The Tweed style, after all, involves no genuine consultation with educators, certainly not with the people in the classrooms who have the day-to-day responsibility for teaching children and who would know best about things like whether to use a curriculum and how to implement it, new curricula, teaching styles and, to cite a much used but perfect symbol, the use or misuse of bulletin boards.
Nor do the potentates at Tweed feel any need to consult with parents, ignoring the fact that they and their children are our reason for being.
So, familiar as educators are with the Tweed style, they may have been dismayed but were hardly surprised by the complete botch that Tweed made of school busing last month: changing the schedule in the middle of the school year, in the dead of winter, disrupting family routines, leaving parents and kids out in the cold, literally and figuratively.
Everyone else in the city, however, was mortified. And outraged. Even those Tweed acolytes in the daily press for whom, usually, the chancellor can do no wrong and the rest of us can do no right.
This time, the Tweed style was there for the general public to see: Rule by fiat, consult with no one, opt for a dollars-and- cents rationale instead of common sense, give no warning because, heaven help us, someone might suggest that the plan was flawed (which, by the way, people did back in September).
And so: The Great School Bus Fiasco of 2007.
The fact that the idea was promulgated by one of those high-priced consultants that Tweed has become so fond of makes it even worse. City Councilman David Weprin had it perfect when he said: “You can’t run the largest school system in the country strictly as a business. They should be consulting their constituents before consulting their consultants.”

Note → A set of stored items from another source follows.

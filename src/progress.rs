//! Progress-callback trait for rasterisation and labelling events.
//!
//! Inject an [`Arc<dyn RunProgressCallback>`] via
//! [`crate::config::RasterizeConfigBuilder::progress_callback`] or
//! [`crate::config::LabelConfigBuilder::progress_callback`]. The binaries use
//! it to print one status line per saved page and per batch; library callers
//! can forward the events anywhere.
//!
//! # Example
//!
//! ```rust
//! use pdf_pagelabel::{LabelConfig, RunProgressCallback};
//! use std::sync::{Arc, atomic::{AtomicUsize, Ordering}};
//!
//! struct BatchCounter(AtomicUsize);
//!
//! impl RunProgressCallback for BatchCounter {
//!     fn on_batch_complete(&self, _batch: usize, _total: usize, _failed: usize) {
//!         self.0.fetch_add(1, Ordering::SeqCst);
//!     }
//! }
//!
//! let config = LabelConfig::builder()
//!     .progress_callback(Arc::new(BatchCounter(AtomicUsize::new(0))))
//!     .build()
//!     .unwrap();
//! ```

use std::path::Path;
use std::sync::Arc;

/// Called by the rasterizer and the labeler as they make progress.
///
/// All methods default to no-ops. Rasterizer events are delivered from the
/// blocking render thread, hence `Send + Sync`.
pub trait RunProgressCallback: Send + Sync {
    /// Called once the document is open and its page count is known.
    fn on_rasterize_start(&self, total_pages: usize) {
        let _ = total_pages;
    }

    /// Called after each page image has been written.
    ///
    /// # Arguments
    /// * `page_num`: 1-indexed page number
    /// * `path`    : file the page was saved to
    fn on_page_saved(&self, page_num: usize, total_pages: usize, path: &Path) {
        let _ = (page_num, total_pages, path);
    }

    /// Called once the image list is known, before any request is sent.
    fn on_labeling_start(&self, total_images: usize, total_batches: usize) {
        let _ = (total_images, total_batches);
    }

    /// Called before a batch is submitted. `batch` is 1-indexed.
    fn on_batch_start(&self, batch: usize, total_batches: usize) {
        let _ = (batch, total_batches);
    }

    /// Called when every request of a batch has resolved.
    ///
    /// `failed` counts the items stored as errors (always 0 when failures
    /// are not tolerated, since the first one aborts the run).
    fn on_batch_complete(&self, batch: usize, total_batches: usize, failed: usize) {
        let _ = (batch, total_batches, failed);
    }

    /// Called right before the inter-batch pause.
    fn on_sleep(&self, batch: usize, total_batches: usize, secs: f64) {
        let _ = (batch, total_batches, secs);
    }

    /// Called once after the last batch.
    fn on_labeling_complete(&self, total_images: usize, failed: usize) {
        let _ = (total_images, failed);
    }
}

/// A no-op implementation for callers that don't need progress events.
pub struct NoopProgressCallback;

impl RunProgressCallback for NoopProgressCallback {}

/// Convenience alias matching the type stored in the configs.
pub type ProgressCallback = Arc<dyn RunProgressCallback>;

#[cfg(test)]
mod tests {
    use super::*;
    use std::sync::atomic::{AtomicUsize, Ordering};

    #[derive(Default)]
    struct TrackingCallback {
        pages: AtomicUsize,
        batches_started: AtomicUsize,
        batches_done: AtomicUsize,
        failed: AtomicUsize,
    }

    impl RunProgressCallback for TrackingCallback {
        fn on_page_saved(&self, _page_num: usize, _total_pages: usize, _path: &Path) {
            self.pages.fetch_add(1, Ordering::SeqCst);
        }

        fn on_batch_start(&self, _batch: usize, _total_batches: usize) {
            self.batches_started.fetch_add(1, Ordering::SeqCst);
        }

        fn on_batch_complete(&self, _batch: usize, _total_batches: usize, failed: usize) {
            self.batches_done.fetch_add(1, Ordering::SeqCst);
            self.failed.fetch_add(failed, Ordering::SeqCst);
        }
    }

    #[test]
    fn noop_callback_does_not_panic() {
        let cb = NoopProgressCallback;
        cb.on_rasterize_start(3);
        cb.on_page_saved(1, 3, Path::new("1_doc.png"));
        cb.on_labeling_start(3, 2);
        cb.on_batch_start(1, 2);
        cb.on_batch_complete(1, 2, 0);
        cb.on_sleep(1, 2, 1.5);
        cb.on_labeling_complete(3, 0);
    }

    #[test]
    fn tracking_callback_receives_events() {
        let tracker = TrackingCallback::default();
        tracker.on_page_saved(1, 2, Path::new("1_doc.png"));
        tracker.on_page_saved(2, 2, Path::new("2_doc.png"));
        tracker.on_batch_start(1, 2);
        tracker.on_batch_complete(1, 2, 1);
        tracker.on_batch_start(2, 2);
        tracker.on_batch_complete(2, 2, 0);

        assert_eq!(tracker.pages.load(Ordering::SeqCst), 2);
        assert_eq!(tracker.batches_started.load(Ordering::SeqCst), 2);
        assert_eq!(tracker.batches_done.load(Ordering::SeqCst), 2);
        assert_eq!(tracker.failed.load(Ordering::SeqCst), 1);
    }

    #[test]
    fn arc_dyn_callback_works() {
        let cb: ProgressCallback = Arc::new(NoopProgressCallback);
        cb.on_labeling_start(10, 1);
    }
}
//! Pipeline stages for rasterising and labelling.
//!
//! Each submodule implements one step; the entry points in
//! [`crate::rasterize`] and [`crate::labeler`] compose them.
//!
//! ## Data Flow
//!
//! ```text
//! rasterize:  input ──▶ render ──▶ page images (+ manifest)
//! label:      discover ──▶ encode ──▶ batch ──▶ classify ──▶ label table
//! ```
//!
//! 1. [`input`]    resolve the PDF path or URL to a local file
//! 2. [`render`]   rasterise every page with pdfium inside `spawn_blocking`
//!    and save it as `{page}_{document}.{ext}`
//! 3. [`discover`] list page images by glob or manifest, in page order
//! 4. [`encode`]   read each image and base64-wrap it for the request body
//! 5. [`batch`]    run one batch concurrently under the failure policy
//! 6. [`classify`] the VLM call and reply parsing; the only network stage

pub mod batch;
pub mod classify;
pub mod discover;
pub mod encode;
pub mod input;
pub mod render;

UFT President Randi Weingarten called it a “debacle” that was typical of the “head-in-the-sand” style of leadership constantly exhibited by the people who currently run the school system.
Will this disaster make the public at large more aware of the imperial style of the Tweedocrats? Perhaps cause people to be more critical when the next pronouncements come down from the steep steps of the Tweed Courthouse, like say, oh, possibly another reorganization plan? Maybe.
Will this disaster and the blizzard of public criticism cause Tweed to change its ways? Be less dictatorial? Consult with educators and parents about ways to improve the schools? Well, one can hope.